Candidates must debate an end to US unemployment
Skip to next paragraphRegarding your March 6 editorial, "Gloves off for Clinton and Obama?": The Democratic Party nomination process has generated much interest in India. Of the many issues that are being debated between Barack Obama and Hillary Clinton, the problem of growing unemployment is one that I find most disturbing.
With so much automation and mechanization of all kinds of production processes and services in the United States, and there being nothing to suggest that these would ever be reversed, it is difficult to imagine how either candidate can end unemployment.
In fact they have not discussed this issue enough. They have barely touched upon it when debating outsourcing, immigration, and Social Security. This is understandable; politicians across the globe have not found a good answer to this problem.

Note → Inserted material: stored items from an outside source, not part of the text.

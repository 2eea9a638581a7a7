//! Headline metrics: order, customer and revenue totals

use crate::filter::FilteredOrders;
use crate::store::OrderStore;
use std::collections::HashSet;

/// Count of distinct order identifiers
pub fn total_orders<S: OrderStore + ?Sized>(filtered: &FilteredOrders<'_, S>) -> usize {
    filtered.order_ids().len()
}

/// Count of distinct customer identifiers
pub fn total_customers<S: OrderStore + ?Sized>(filtered: &FilteredOrders<'_, S>) -> usize {
    filtered
        .orders()
        .iter()
        .map(|order| order.customer_id.as_str())
        .collect::<HashSet<_>>()
        .len()
}

/// Sum of item prices over the items of the filtered orders
pub fn total_revenue<S: OrderStore + ?Sized>(filtered: &FilteredOrders<'_, S>) -> f64 {
    filtered.items().map(|item| item.price).sum()
}

/// Sum of payment values over the payments of the filtered orders
pub fn total_payments<S: OrderStore + ?Sized>(filtered: &FilteredOrders<'_, S>) -> f64 {
    filtered.payments().map(|payment| payment.value).sum()
}

/// Revenue per order, 0.0 when there are no orders
pub fn avg_order_value(total_revenue: f64, total_orders: usize) -> f64 {
    if total_orders > 0 {
        total_revenue / total_orders as f64
    } else {
        0.0
    }
}

#[cfg(test)]
mod tests {
    use super::*;
    use crate::filter::{filter, DateRange};
    use crate::store::NormalizedStore;
    use crate::test_support::{date, item, order, payment};

    fn store() -> NormalizedStore {
        NormalizedStore::from_parts(
            vec![
                order("o1", "c1", "2017-01-05"),
                order("o2", "c1", "2017-02-10"),
                order("o3", "c2", "2017-02-20"),
            ],
            vec![
                item("o1", "s1", 100.0),
                item("o2", "s1", 40.0),
                item("o2", "s2", 10.0),
                item("o3", "s2", 25.5),
            ],
            vec![],
            vec![],
            vec![payment("o2", "credit_card", 50.0), payment("o3", "boleto", 30.0)],
            vec![],
        )
    }

    #[test]
    fn test_totals_over_filtered_orders() {
        let store = store();
        let filtered = filter(&store, DateRange::new(date("2017-02-01"), date("2017-02-28")));

        assert_eq!(total_orders(&filtered), 2);
        assert_eq!(total_customers(&filtered), 2);
        // o1's item is outside the range and must not be counted
        assert_eq!(total_revenue(&filtered), 75.5);
        assert_eq!(total_payments(&filtered), 80.0);
        assert_eq!(avg_order_value(total_revenue(&filtered), total_orders(&filtered)), 37.75);
    }

    #[test]
    fn test_empty_range_yields_zeros() {
        let store = store();
        let filtered = filter(&store, DateRange::new(date("2019-01-01"), date("2019-12-31")));

        assert_eq!(total_orders(&filtered), 0);
        assert_eq!(total_customers(&filtered), 0);
        assert_eq!(total_revenue(&filtered), 0.0);
        assert_eq!(avg_order_value(0.0, 0), 0.0);
    }
}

One wonders: If Sens. Obama and Clinton won't admit the fact that unemployment is a natural product of modern industrial economies and has to be lived with, who else will?
Ashim Kumar Chatterjee
Delhi, India
Al Qaeda was not in Iraq before war
Regarding the Feb. 11 article, "In Iraq, US spotlights Al Qaeda weakness," and the coverage by the "embedded" reporter in weeks prior: From the beginning of the Iraq invasion, the Bush administration has attempted to subvert the truth, portraying Iraq as a battle in the "war on terror."
Early media coverage indicated that Al Qaeda in Iraq did not even exist prior to the United States' invasion. Subsequent coverage demonstrated that Al Qaeda in Iraq had come into existence and was gaining increasing strength. However, in relation to other sectarian elements, such as Moqtada al-Sadr's troops, Al Qaeda is still a very small group working at the fringes of the strife that Iraq has suffered since 2003.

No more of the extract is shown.